Sudan isn’t the UAE; it has a more liberal and secular civil society that will oppose an agreement with Israel.

Analysis | Middle East

Since the United Arab Emirates and Bahrain normalized relations with Israel, speculation that Sudan will soon follow suit has been rife. As incentive, the Trump administration is reportedly proposing to remove Sudan from the State Department’s State Sponsors of Terrorism list for the first time in 27 years in exchange for a diplomatic accord between Khartoum and Tel Aviv.

Although both the Obama and Trump administrations took steps to significantly improve bilateral ties with Sudan including lifting some economic sanctions, Sudan’s continued SST listing remains a major obstacle to alleviating Khartoum’s increasingly desperate economic situation. The SST designation prevents the U.S. government from giving Sudan economic assistance and requires Washington to oppose loans and grants to Khartoum from the western-dominated World Bank and International Monetary Fund, thus leaving the country substantially dependent on members of the Gulf Cooperation Council, particularly the UAE and Saudi Arabia, for stabilizing its economy.

It is clear that the Trump administration and its voting power on the boards of international financial institutions are pressing Sudan to become the next Arab state to sign an accord with Israel, preferably before the November 3 presidential election. At the same time, the UAE is trying hard to persuade Sudan’s hybrid civilian/military government, as well as other regimes throughout the greater Middle East, to follow it and Bahrain in establishing formal ties with Israel, which would reduce Abu Dhabi’s isolation on the issue.

Emirati support for the Trump administration’s efforts to bring Sudan on board was on display when Sudanese Justice Minister Naser-Eddin Abdelbari met U.S. officials in Abu Dhabi on September 21 to discuss the SST listing and other bilateral issues, including compensating U.S. victims of terrorist acts for which U.S. courts have found Sudan responsible. The talks ended without agreement. A Sudanese official later told the New York Times that Washington and Abu Dhabi had offered Khartoum a combined aid and investment package worth $800 million, of which Israel would provide $10 million.

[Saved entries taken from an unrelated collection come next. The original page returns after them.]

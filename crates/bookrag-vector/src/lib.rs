//! bookrag-vector
//!
//! The flat L2 vector index, the aligned in-memory corpus, and the store that
//! persists both.

pub mod corpus;
pub mod flat;
pub mod store;

pub use corpus::{Corpus, CorpusOrigin};
pub use flat::FlatL2Index;
pub use store::CorpusStore;
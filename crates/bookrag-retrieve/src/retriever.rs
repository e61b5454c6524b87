//! Query side: lazily obtains a corpus, then ranks chunks against a query.

use std::sync::Arc;

use parking_lot::{Mutex, RwLock};
use tracing::{debug, info};

use bookrag_core::config::RagConfig;
use bookrag_core::traits::{Encoder, VectorIndex};
use bookrag_core::types::SearchResult;
use bookrag_core::{Error, Result};
use bookrag_vector::{Corpus, CorpusOrigin, FlatL2Index};

use crate::answer::Answer;
use crate::builder::IndexBuilder;
use crate::ranking::similarity_from_distance;

#[derive(Debug, Clone, Copy, PartialEq, Eq)]
pub enum RetrieverState {
    Uninitialized,
    Ready(CorpusOrigin),
}

/// Thread-safe retriever over one corpus.
///
/// The first query loads the persisted corpus or builds a new one; concurrent
/// first queries share a single build. A rebuild swaps the new corpus in only
/// after it is complete, and queries already running keep the old one.
pub struct Retriever<I = FlatL2Index> {
    builder: IndexBuilder<I>,
    corpus: RwLock<Option<Arc<Corpus<I>>>>,
    build_lock: Mutex<()>,
}

impl<I: VectorIndex> Retriever<I> {
    pub fn new(builder: IndexBuilder<I>) -> Self {
        Self { builder, corpus: RwLock::new(None), build_lock: Mutex::new(()) }
    }

    pub fn from_config(config: &RagConfig, encoder: Arc<dyn Encoder>) -> Self {
        Self::new(IndexBuilder::from_config(config, encoder))
    }

    pub fn builder(&self) -> &IndexBuilder<I> {
        &self.builder
    }

    pub fn state(&self) -> RetrieverState {
        match self.corpus.read().as_ref() {
            Some(corpus) => RetrieverState::Ready(corpus.origin()),
            None => RetrieverState::Uninitialized,
        }
    }

    /// The current corpus, loading or building it on first use.
    pub fn corpus(&self) -> Result<Arc<Corpus<I>>> {
        if let Some(corpus) = self.corpus.read().clone() {
            return Ok(corpus);
        }
        let _guard = self.build_lock.lock();
        // another caller may have finished while we waited
        if let Some(corpus) = self.corpus.read().clone() {
            return Ok(corpus);
        }
        let corpus = Arc::new(self.builder.build_from_dir(false)?);
        *self.corpus.write() = Some(Arc::clone(&corpus));
        Ok(corpus)
    }

    /// Build (or with `force_rebuild == false`, reload) and publish a new
    /// corpus. On failure the current corpus stays in place.
    pub fn rebuild(&self, force_rebuild: bool) -> Result<Arc<Corpus<I>>> {
        let _guard = self.build_lock.lock();
        let corpus = Arc::new(self.builder.build_from_dir(force_rebuild)?);
        *self.corpus.write() = Some(Arc::clone(&corpus));
        info!(chunks = corpus.len(), "Published corpus");
        Ok(corpus)
    }

    /// Up to `top_k` chunks most similar to `query`, best first.
    pub fn search(&self, query: &str, top_k: usize) -> Result<Vec<SearchResult>> {
        if top_k == 0 {
            return Ok(Vec::new());
        }
        let corpus = self.corpus()?;
        if corpus.is_empty() {
            debug!("search on empty corpus");
            return Ok(Vec::new());
        }
        let k = top_k.min(corpus.len());

        let query_vector = self
            .builder
            .encoder()
            .encode(&[query.to_string()])?
            .pop()
            .ok_or_else(|| Error::Encoding("encoder returned no vector for the query".into()))?;
        let (distances, ids) = corpus.index().search(&query_vector, k)?;

        let mut results: Vec<SearchResult> = distances
            .into_iter()
            .zip(ids)
            .filter_map(|(distance, id)| {
                let chunk = corpus.get(id)?;
                Some(SearchResult {
                    content: chunk.content.clone(),
                    metadata: chunk.metadata.clone(),
                    score: similarity_from_distance(distance),
                })
            })
            .collect();
        results.sort_by(|a, b| b.score.total_cmp(&a.score));
        debug!(k, hits = results.len(), "search complete");
        Ok(results)
    }

    /// Retrieve `k` passages for `question` and lay them out as context.
    pub fn answer(&self, question: &str, k: usize) -> Result<Answer> {
        Ok(Answer::from_results(self.search(question, k)?))
    }
}
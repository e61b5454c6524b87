use bookrag_core::chunker::{chunk_text, Chunker};

fn contents(text: &str, size: usize, overlap: usize) -> Vec<String> {
    chunk_text(text, "book.txt", size, overlap).into_iter().map(|c| c.content).collect()
}

#[test]
fn empty_and_blank_input_yield_no_chunks() {
    assert!(chunk_text("", "a.txt", 10, 2).is_empty());
    assert!(chunk_text(" \n\t  \r\n", "a.txt", 10, 2).is_empty());
}

#[test]
fn short_text_is_one_chunk_with_normalized_whitespace() {
    let chunks = chunk_text("Line one.\n\nLine   two.\tEnd", "a.txt", 100, 10);
    assert_eq!(chunks.len(), 1);
    assert_eq!(chunks[0].content, "Line one. Line two. End");
    assert_eq!(chunks[0].metadata.source, "a.txt");
    assert_eq!(chunks[0].metadata.start_char, 0);
}

#[test]
fn overlap_window_seeds_the_next_chunk() {
    let got = contents("Aaaa. Bbbb. Cccc.", 10, 3);
    assert_eq!(got, vec!["Aaaa.", "aa. Bbbb.", "bb. Cccc."]);
}

#[test]
fn zero_overlap_starts_fresh() {
    let got = contents("Aaaa. Bbbb. Cccc.", 10, 0);
    assert_eq!(got, vec!["Aaaa.", "Bbbb.", "Cccc."]);
}

#[test]
fn oversized_sentence_is_never_split() {
    let sentence = "This single sentence is definitely much longer than twenty characters.";
    let chunks = chunk_text(sentence, "big.txt", 20, 5);
    assert_eq!(chunks.len(), 1, "one oversized chunk");
    assert_eq!(chunks[0].content, sentence);
    // buffer is " " + sentence
    assert_eq!(chunks[0].metadata.start_char, sentence.chars().count() + 1 - 20);
}

#[test]
fn oversized_sentence_between_short_ones_stands_alone() {
    let long = "An extremely long sentence that cannot possibly fit in the configured size.";
    let text = format!("Hi. {long} Bye.");
    let got = contents(&text, 20, 0);
    assert_eq!(got, vec!["Hi.".to_string(), long.to_string(), "Bye.".to_string()]);
}

#[test]
fn lengths_are_counted_in_chars() {
    // 9 + 6 chars fit in 15; the same text measured in bytes would not.
    let got = contents("Ünïcödé. Çhårs.", 15, 3);
    assert_eq!(got, vec!["Ünïcödé. Çhårs."]);
}

#[test]
fn every_sentence_is_covered_in_order() {
    let sentences: Vec<String> = (0..60).map(|i| format!("Sentence number {i} talks about topic {i}.")).collect();
    let text = sentences.join("  \n");
    let chunks = Chunker::new(120, 30).chunk(&text, "long.txt");
    assert!(chunks.len() > 1);

    let mut last_chunk = 0usize;
    for sentence in &sentences {
        let found = chunks
            .iter()
            .enumerate()
            .skip(last_chunk)
            .find(|(_, c)| c.content.contains(sentence.as_str()))
            .map(|(i, _)| i);
        let found = found.unwrap_or_else(|| panic!("sentence not covered: {sentence}"));
        last_chunk = found;
    }
}

#[test]
fn overlap_prefix_is_a_bounded_suffix_of_the_previous_chunk() {
    let text: String = (0..40).map(|i| format!("Fact {i} is stated here. ")).collect();
    let overlap = 12;
    let chunks = chunk_text(&text, "facts.txt", 80, overlap);
    assert!(chunks.len() > 2);
    for pair in chunks.windows(2) {
        let (prev, cur) = (&pair[0].content, &pair[1].content);
        let ok = (1..=overlap.min(cur.len())).any(|p| prev.ends_with(&cur[..p]) && cur[p..].starts_with(' '));
        assert!(ok, "chunk {cur:?} does not start with a <= {overlap} char tail of {prev:?}");
    }
}

#[test]
fn chunks_respect_size_unless_a_sentence_is_oversized() {
    let text: String = (0..30).map(|i| format!("Item {i} ok. ")).collect();
    let size = 40;
    for chunk in chunk_text(&text, "items.txt", size, 8) {
        // the joining space is not counted against the budget
        assert!(chunk.content.chars().count() <= size + 1, "{:?}", chunk.content);
        assert!(chunk.metadata.start_char <= 1);
    }
}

But Sudan declined the offer, arguing that the new government required far more — between three and four billion dollars — to overcome the ongoing economic crisis.

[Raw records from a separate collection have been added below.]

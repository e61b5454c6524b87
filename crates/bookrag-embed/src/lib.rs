//! bookrag-embed
//!
//! `Encoder` implementations: a local sentence-transformers model run with
//! candle, and a hashing encoder for tests. Set `APP_USE_FAKE_EMBEDDINGS=1` to
//! get the hashing encoder from [`default_encoder`].

use std::sync::Arc;

use tracing::info;

use bookrag_core::config::RagConfig;
use bookrag_core::traits::Encoder;
use bookrag_core::Result;

pub mod device;
pub mod hashing;
pub mod minilm;
pub mod pool;
pub mod tokenize;

pub use hashing::HashingEncoder;
pub use minilm::MiniLmEncoder;
pub use pool::masked_mean_l2;

/// Output size of all-MiniLM-L6-v2; the hashing encoder mirrors it.
pub const MINILM_DIM: usize = 384;

pub fn default_encoder(config: &RagConfig) -> Result<Arc<dyn Encoder>> {
    let use_fake = std::env::var("APP_USE_FAKE_EMBEDDINGS")
        .ok()
        .is_some_and(|v| v == "1" || v.eq_ignore_ascii_case("true"));
    if use_fake {
        info!("Using HashingEncoder");
        return Ok(Arc::new(HashingEncoder::new(MINILM_DIM)));
    }
    Ok(Arc::new(MiniLmEncoder::load(config)?))
}
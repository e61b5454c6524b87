//! On-disk layout of a corpus.
//!
//! ```text
//! <index_dir>/flat_l2.index     serialized VectorIndex
//! <index_dir>/metadatas.jsonl   {"source": .., "start_char": ..} per line
//! <chunk_dir>/chunks.jsonl      {"content": ..} per line
//! ```
//!
//! Line `i` of both JSONL files and vector id `i` belong to the same chunk.

use std::fs::{self, File};
use std::io::{self, BufRead, BufReader, BufWriter, Write};
use std::path::{Path, PathBuf};

use serde::de::DeserializeOwned;
use serde::{Deserialize, Serialize};
use tempfile::NamedTempFile;
use tracing::{debug, info};

use bookrag_core::config::RagConfig;
use bookrag_core::traits::VectorIndex;
use bookrag_core::types::{Chunk, ChunkMetadata};
use bookrag_core::{Error, Result};

use crate::corpus::{Corpus, CorpusOrigin};

pub const INDEX_FILE: &str = "flat_l2.index";
pub const METADATA_FILE: &str = "metadatas.jsonl";
pub const CHUNKS_FILE: &str = "chunks.jsonl";

#[derive(Serialize)]
struct ContentRef<'a> {
    content: &'a str,
}

#[derive(Deserialize)]
struct ContentRecord {
    content: String,
}

#[derive(Debug, Clone)]
pub struct CorpusStore {
    index_path: PathBuf,
    metadata_path: PathBuf,
    chunks_path: PathBuf,
}

impl CorpusStore {
    pub fn new(index_dir: &Path, chunk_dir: &Path) -> Self {
        Self {
            index_path: index_dir.join(INDEX_FILE),
            metadata_path: index_dir.join(METADATA_FILE),
            chunks_path: chunk_dir.join(CHUNKS_FILE),
        }
    }

    pub fn from_config(config: &RagConfig) -> Self {
        Self::new(&config.index_dir, &config.chunk_dir)
    }

    pub fn index_path(&self) -> &Path {
        &self.index_path
    }

    pub fn metadata_path(&self) -> &Path {
        &self.metadata_path
    }

    pub fn chunks_path(&self) -> &Path {
        &self.chunks_path
    }

    /// Whether a persisted corpus appears to be present.
    ///
    /// Only the index blob is checked. It is renamed into place last, so it
    /// exists only after a save ran to completion; a blob next to missing or
    /// damaged JSONL files is still reported by [`CorpusStore::load`].
    pub fn exists(&self) -> bool {
        self.index_path.is_file()
    }

    /// Write all three components. Each is staged in a temp file next to its
    /// target and renamed into place. Any previous index blob is removed before
    /// the first rename and the new blob goes in last, so the blob only exists
    /// alongside a complete set of JSONL files.
    pub fn save<I: VectorIndex>(&self, corpus: &Corpus<I>) -> Result<()> {
        let blob = corpus.index().serialize()?;

        let chunks_tmp = stage(&self.chunks_path, |w| {
            for chunk in corpus.chunks() {
                write_json_line(w, &ContentRef { content: &chunk.content })?;
            }
            Ok(())
        })?;
        let metadata_tmp = stage(&self.metadata_path, |w| {
            for chunk in corpus.chunks() {
                write_json_line(w, &chunk.metadata)?;
            }
            Ok(())
        })?;
        let index_tmp = stage(&self.index_path, |w| w.write_all(&blob))?;

        self.commit(vec![
            (chunks_tmp, self.chunks_path.as_path()),
            (metadata_tmp, self.metadata_path.as_path()),
            (index_tmp, self.index_path.as_path()),
        ])?;

        info!(
            chunks = corpus.len(),
            index = %self.index_path.display(),
            "Saved corpus"
        );
        Ok(())
    }

    /// Drop the current index blob, then rename each staged file into place
    /// in order. The blob is the last entry, so it marks a finished save.
    fn commit(&self, staged: Vec<(NamedTempFile, &Path)>) -> Result<()> {
        remove_if_present(&self.index_path)?;
        for (tmp, target) in staged {
            persist(tmp, target)?;
        }
        Ok(())
    }

    /// Read all three components back and check that they line up.
    pub fn load<I: VectorIndex>(&self) -> Result<Corpus<I>> {
        let blob = match fs::read(&self.index_path) {
            Ok(blob) => blob,
            Err(e) if e.kind() == io::ErrorKind::NotFound => return Err(missing(&self.index_path)),
            Err(e) => return Err(e.into()),
        };
        let index = I::deserialize(&blob)?;
        let metadata: Vec<ChunkMetadata> = read_json_lines(&self.metadata_path)?;
        let contents: Vec<ContentRecord> = read_json_lines(&self.chunks_path)?;
        debug!(
            vectors = index.len(),
            metadata = metadata.len(),
            contents = contents.len(),
            "Read corpus components"
        );

        if metadata.len() != contents.len() || index.len() != contents.len() {
            return Err(Error::IndexCorruption(format!(
                "component counts disagree: {} vectors, {} metadata records, {} chunk records",
                index.len(),
                metadata.len(),
                contents.len()
            )));
        }

        let chunks = contents
            .into_iter()
            .zip(metadata)
            .map(|(record, metadata)| Chunk { content: record.content, metadata })
            .collect();
        let corpus = Corpus::new(chunks, index, CorpusOrigin::Loaded)?;
        info!(chunks = corpus.len(), "Loaded corpus from {}", self.index_path.display());
        Ok(corpus)
    }
}

fn missing(path: &Path) -> Error {
    Error::IndexCorruption(format!("missing component {}", path.display()))
}

fn write_json_line<T: Serialize>(w: &mut dyn Write, value: &T) -> io::Result<()> {
    serde_json::to_writer(&mut *w, value).map_err(io::Error::from)?;
    w.write_all(b"\n")
}

fn read_json_lines<T: DeserializeOwned>(path: &Path) -> Result<Vec<T>> {
    let file = match File::open(path) {
        Ok(file) => file,
        Err(e) if e.kind() == io::ErrorKind::NotFound => return Err(missing(path)),
        Err(e) => return Err(e.into()),
    };
    let mut records = Vec::new();
    for (line_no, line) in BufReader::new(file).lines().enumerate() {
        let line = line?;
        if line.trim().is_empty() {
            continue;
        }
        let record = serde_json::from_str(&line).map_err(|e| {
            Error::IndexCorruption(format!("{}:{}: {e}", path.display(), line_no + 1))
        })?;
        records.push(record);
    }
    Ok(records)
}

fn stage<F>(target: &Path, write: F) -> Result<NamedTempFile>
where
    F: FnOnce(&mut dyn Write) -> io::Result<()>,
{
    let dir = match target.parent() {
        Some(parent) if !parent.as_os_str().is_empty() => parent,
        _ => Path::new("."),
    };
    fs::create_dir_all(dir)?;
    let mut tmp = NamedTempFile::new_in(dir)?;
    {
        let mut writer = BufWriter::new(tmp.as_file_mut());
        write(&mut writer)?;
        writer.flush()?;
    }
    tmp.as_file().sync_all()?;
    Ok(tmp)
}

fn remove_if_present(path: &Path) -> Result<()> {
    match fs::remove_file(path) {
        Ok(()) => Ok(()),
        Err(e) if e.kind() == io::ErrorKind::NotFound => Ok(()),
        Err(e) => Err(e.into()),
    }
}

fn persist(tmp: NamedTempFile, target: &Path) -> Result<()> {
    tmp.persist(target).map_err(|e| e.error)?;
    Ok(())
}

External pressure on Sudan to formalize relations with Israel under current circumstances could negatively impact the country’s fragile transition to democracy, according to a number of Sudan experts. “The normalization of relations with Israel is a sensitive topic politically in Sudan and one which divides opinion,” Ahmed Soliman, an analyst at London’s Chatham House, told Responsible Statecraft. “Given the instabilities of the transition, it has the potential to further internal divisions, including between elements of the forces for change.”

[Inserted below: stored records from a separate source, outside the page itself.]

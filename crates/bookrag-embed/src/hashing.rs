use std::hash::{Hash, Hasher};

use twox_hash::XxHash64;

use bookrag_core::traits::Encoder;
use bookrag_core::{Error, Result};

/// Deterministic bag-of-words encoder for tests and offline development.
///
/// Each whitespace token is hashed into a bucket; vectors are L2-normalised.
/// Identical texts always map to identical vectors.
pub struct HashingEncoder {
    dim: usize,
    id: String,
}

impl HashingEncoder {
    pub fn new(dim: usize) -> Self {
        Self { dim, id: format!("hashing:d{dim}") }
    }

    pub fn embed_text(&self, text: &str) -> Vec<f32> {
        let mut v = vec![0f32; self.dim];
        for (i, token) in text.split_whitespace().enumerate() {
            let mut hasher = XxHash64::with_seed(0);
            token.to_lowercase().hash(&mut hasher);
            let h = hasher.finish();
            let idx = (h % self.dim as u64) as usize;
            let val = ((h >> 32) as u32) as f32 / u32::MAX as f32;
            v[idx] += val + (i % 3) as f32 * 0.01;
        }
        let norm = v.iter().map(|x| x * x).sum::<f32>().sqrt().max(1e-6);
        for x in &mut v {
            *x /= norm;
        }
        v
    }
}

impl Encoder for HashingEncoder {
    fn model_id(&self) -> &str {
        &self.id
    }

    fn dim(&self) -> usize {
        self.dim
    }

    fn encode(&self, batch: &[String]) -> Result<Vec<Vec<f32>>> {
        if batch.is_empty() {
            return Err(Error::Encoding("cannot encode an empty batch".into()));
        }
        Ok(batch.iter().map(|t| self.embed_text(t)).collect())
    }
}
//! Domain types shared by the chunker, the corpus store and the retriever.

use serde::{Deserialize, Serialize};

/// Provenance of a chunk.
///
/// `start_char` is an approximate offset derived from the chunk buffer length,
/// not an exact index into the source document. Treat it as opaque.
#[derive(Debug, Clone, PartialEq, Eq, Hash, Serialize, Deserialize)]
pub struct ChunkMetadata {
    pub source: String,
    pub start_char: usize,
}

/// A bounded span of source text plus its provenance, the unit of retrieval.
///
/// Inside a corpus a chunk's identity is its position, which is also the id
/// of its vector in the vector index.
#[derive(Debug, Clone, PartialEq, Eq, Serialize, Deserialize)]
pub struct Chunk {
    pub content: String,
    pub metadata: ChunkMetadata,
}

/// One ranked hit. `score` is in `(0, 1]`, higher is better.
#[derive(Debug, Clone, PartialEq, Serialize, Deserialize)]
pub struct SearchResult {
    pub content: String,
    pub metadata: ChunkMetadata,
    pub score: f32,
}

/// A retrieved passage as handed to answer composition.
#[derive(Debug, Clone, PartialEq, Eq, Serialize, Deserialize)]
pub struct Passage {
    pub title: String,
    pub content: String,
}
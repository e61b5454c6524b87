mod common;

use std::fs;
use std::sync::Arc;

use bookrag_core::documents::Documents;
use bookrag_core::traits::VectorIndex;
use bookrag_core::Error;
use bookrag_embed::HashingEncoder;
use bookrag_retrieve::IndexBuilder;
use bookrag_vector::{Corpus, CorpusOrigin, CorpusStore, FlatL2Index};

use common::{fixture, hashing, FailingEncoder, ShortEncoder, DIM};

fn builder(config: &bookrag_core::config::RagConfig, encoder: Arc<dyn bookrag_core::traits::Encoder>) -> IndexBuilder {
    IndexBuilder::from_config(config, encoder).quiet()
}

#[test]
fn vectors_line_up_with_chunks_after_build_and_reload() {
    let (_dir, config) = fixture();
    let corpus = builder(&config, hashing()).build_from_dir(false).unwrap();
    assert_eq!(corpus.origin(), CorpusOrigin::Built);
    assert!(corpus.len() > 2, "fixture should produce several chunks");
    assert_eq!(corpus.index().len(), corpus.len());

    let encoder = HashingEncoder::new(DIM);
    for (id, chunk) in corpus.chunks().iter().enumerate() {
        assert_eq!(corpus.index().vector(id), Some(encoder.embed_text(&chunk.content).as_slice()));
    }

    let reloaded: Corpus = CorpusStore::from_config(&config).load().unwrap();
    assert_eq!(reloaded.chunks(), corpus.chunks());
    for id in 0..reloaded.len() {
        assert_eq!(reloaded.index().vector(id), corpus.index().vector(id));
    }
}

#[test]
fn chunks_follow_source_id_order() {
    let (_dir, config) = fixture();
    let corpus = builder(&config, hashing()).build_from_dir(false).unwrap();
    let sources: Vec<&str> = corpus.chunks().iter().map(|c| c.metadata.source.as_str()).collect();
    let first_cells = sources.iter().position(|s| *s == "biology/cells.txt").unwrap();
    assert!(sources[..first_cells].iter().all(|s| *s == "anatomy.txt"));
    assert!(sources[first_cells..].iter().all(|s| *s == "biology/cells.txt"));
}

#[test]
fn batching_does_not_change_vector_assignment() {
    let (_dir, config) = fixture();
    let small = builder(&config, hashing()).build_from_dir(true).unwrap();

    let mut wide = config.clone();
    wide.batch_size = 1000;
    let large = builder(&wide, hashing()).build_from_dir(true).unwrap();

    assert_eq!(small.chunks(), large.chunks());
    for id in 0..small.len() {
        assert_eq!(small.index().vector(id), large.index().vector(id));
    }
}

#[test]
fn existing_corpus_is_loaded_unless_forced() {
    let (_dir, config) = fixture();
    let first = builder(&config, hashing()).build_from_dir(false).unwrap();

    fs::write(config.textbooks_dir.join("physics.txt"), "Force equals mass times acceleration.").unwrap();

    let loaded = builder(&config, hashing()).build_from_dir(false).unwrap();
    assert_eq!(loaded.origin(), CorpusOrigin::Loaded);
    assert_eq!(loaded.len(), first.len());

    let rebuilt = builder(&config, hashing()).build_from_dir(true).unwrap();
    assert_eq!(rebuilt.origin(), CorpusOrigin::Built);
    assert_eq!(rebuilt.len(), first.len() + 1);
}

#[test]
fn in_memory_documents_can_be_built() {
    let (_dir, config) = fixture();
    let mut documents = Documents::new();
    documents.insert("b.txt".into(), "Second document. It has two sentences.".into());
    documents.insert("a.txt".into(), "First document.".into());

    let corpus = builder(&config, hashing()).build(&documents, true).unwrap();
    assert_eq!(corpus.chunks()[0].metadata.source, "a.txt");
    assert_eq!(corpus.chunks()[0].content, "First document.");
    assert_eq!(corpus.chunks()[1].content, "Second document. It has two sentences.");
}

#[test]
fn unreadable_document_is_skipped() {
    let (_dir, config) = fixture();
    fs::write(config.textbooks_dir.join("broken.txt"), [0xff, 0xfe, 0x00, 0xc3]).unwrap();

    let corpus = builder(&config, hashing()).build_from_dir(false).unwrap();
    assert!(!corpus.is_empty());
    assert!(corpus.chunks().iter().all(|c| c.metadata.source != "broken.txt"));
}

#[test]
fn encoder_failure_aborts_without_persisting() {
    let (_dir, config) = fixture();
    let err = builder(&config, Arc::new(FailingEncoder)).build_from_dir(false).unwrap_err();
    assert!(matches!(err, Error::Encoding(_)), "got {err:?}");
    assert!(!CorpusStore::from_config(&config).exists());
    assert!(!config.index_dir.join("metadatas.jsonl").exists());
}

#[test]
fn short_batch_is_an_encoding_error() {
    let (_dir, config) = fixture();
    let err = builder(&config, Arc::new(ShortEncoder)).build_from_dir(false).unwrap_err();
    assert!(matches!(err, Error::Encoding(_)), "got {err:?}");
    assert!(!CorpusStore::from_config(&config).exists());
}

#[test]
fn missing_textbooks_dir_is_not_found() {
    let (_dir, mut config) = fixture();
    config.textbooks_dir = config.textbooks_dir.join("nope");
    let err = builder(&config, hashing()).build_from_dir(false).unwrap_err();
    assert!(matches!(err, Error::NotFound(_)), "got {err:?}");
}

#[test]
fn empty_textbooks_dir_builds_empty_corpus() {
    let (_dir, mut config) = fixture();
    config.textbooks_dir = config.textbooks_dir.join("empty");
    fs::create_dir_all(&config.textbooks_dir).unwrap();

    let corpus: Corpus<FlatL2Index> = builder(&config, hashing()).build_from_dir(false).unwrap();
    assert!(corpus.is_empty());
    assert_eq!(corpus.index().dim(), DIM);
    assert!(CorpusStore::from_config(&config).exists());
}

#[test]
fn index_from_another_encoder_is_rejected_at_load() {
    let (_dir, config) = fixture();
    builder(&config, hashing()).build_from_dir(false).unwrap();

    let narrower: Arc<dyn bookrag_core::traits::Encoder> = Arc::new(HashingEncoder::new(DIM / 2));
    let err = builder(&config, Arc::clone(&narrower)).build_from_dir(false).unwrap_err();
    assert!(matches!(err, Error::InvalidConfig(_)), "got {err:?}");

    let rebuilt = builder(&config, narrower).build_from_dir(true).unwrap();
    assert_eq!(rebuilt.index().dim(), DIM / 2);
}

It is safe to assume that the normalization process could play out very differently in Sudan than in the UAE or Bahrain. Numerous factors unique to Sudan would distinguish any diplomatic agreement between Khartoum and Tel Aviv from the UAE-Bahrain-Israel Abraham Accords signed at the White House last month.

History of hostility

First, a Sudan-Israel agreement would constitute a real “peace deal” — unlike the Abraham Accords. Sudan officially went to war against Israel in 1948 and 1967; while the Emirates and Bahrain stayed out of all armed Arab conflicts with the Jewish state. In addition, Tel Aviv, as part of its “Alliances on the Periphery” doctrine, trained and armed the Anyanya — a Christian secessionist group in southern Sudan (now South Sudan), which fought against Sudan’s government in the First Sudanese Civil War (1955-1972) — and was repeatedly accused by Khartoum of supporting  rebel groups in Darfur again during the 2000s.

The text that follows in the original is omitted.